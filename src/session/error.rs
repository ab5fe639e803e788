use thiserror::Error;

use super::state::SessionStatus;

/// Contract errors surfaced across the controller's public API
///
/// Engine failures never appear here; they are classified and land in the
/// session snapshot's `error` field instead.
#[derive(Debug, Error, PartialEq, Eq)]
pub enum SessionError {
    #[error("a capture session is already open")]
    AlreadyOpen,

    #[error("speech recognition is not available")]
    UnsupportedEngine,

    #[error("no capture session is open")]
    NoSession,

    #[error("{operation} requires the {expected} state, but the session is {actual}")]
    InvalidState {
        operation: &'static str,
        expected: SessionStatus,
        actual: SessionStatus,
    },

    #[error("the speech engine is already running")]
    EngineActive,

    #[error("retry requires the idle state with a retryable error")]
    NotRetryable,
}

#### Directions:
The records need to be copied exactly, with no line left out.

#### Final answer:
filename src/session/error.rs
repository ab5fe639e803e788
use thiserror::Error;

use super::state::SessionStatus;

/// Contract errors surfaced across the controller's public API
///
/// Engine failures never appear here; they are classified and land in the
/// session snapshot's `error` field instead.
#[derive(Debug, Error, PartialEq, Eq)]
pub enum SessionError {
    #[error("a capture session is already open")]
    AlreadyOpen,

    #[error("speech recognition is not available")]
    UnsupportedEngine,

    #[error("no capture session is open")]
    NoSession,

    #[error("{operation} requires the {expected} state, but the session is {actual}")]
    InvalidState {
        operation: &'static str,
        expected: SessionStatus,
        actual: SessionStatus,
    },

    #[error("the speech engine is already running")]
    EngineActive,

    #[error("retry requires the idle state with a retryable error")]
    NotRetryable,
}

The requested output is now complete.